So I have a dilemma that I thought I would share. As I have shared previously when we were trying to get Rebecca’s biological mother to relinquish her parental rights so that we could adopt her we went to mediation. During the mediation we agreed to quarterly updates for all three kids as long as she kept her part of the agreement. She disappeared therefor it voided the mediation agreement. We tracked her down a while ago gave her another shot and she said she would like to get updates again. We agreed as long as she gave us something that we wanted which was a medical history on her and what she knew about the kid’s biological fathers. She had agreed but never got anything from her.

I found her on Facebook back in November and said that I finally found her again did she want updates again. Then nothing from her I waited a month sent another email saying I was deleting the face book account that I contacted her through. Still nothing, the holidays came and went and I had seen her on Face book again and sent one last email. Telling her I am deleting the account Friday if I did not get the information from her I was requesting.

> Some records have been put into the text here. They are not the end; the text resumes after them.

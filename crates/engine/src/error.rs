// SPDX-License-Identifier: BUSL-1.1
// Copyright (c) 2026 Alfred Jean LLC

//! Error types for the shutdown coordinator

use crate::CoordinatorState;
use linger_adapters::RegistryError;
use thiserror::Error;

/// Errors that abort a swap; the host's own exit path stays in effect
#[derive(Debug, Error)]
pub enum CoordinatorError {
    #[error("failed to enumerate exit hooks: {0}")]
    Enumerate(#[source] RegistryError),
    #[error("failed to install shutdown hook: {0}")]
    Install(#[source] RegistryError),
    #[error("exit hooks already intercepted (state: {0})")]
    AlreadyIntercepted(CoordinatorState),
}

Am I being too harsh? I just don’t get it if I was her I would want as much information as possible. I would also not have lost any pictures of the kids that I was given. She has said that she no longer has the pictures or video that we have sent her before she disappeared and wanted me to resend them. Really? If all you have is pictures I cannot imagine losing them.

How many times should I keep tracking her down? Should I just think well she does not really want information and pictures because if she did she would not disappear?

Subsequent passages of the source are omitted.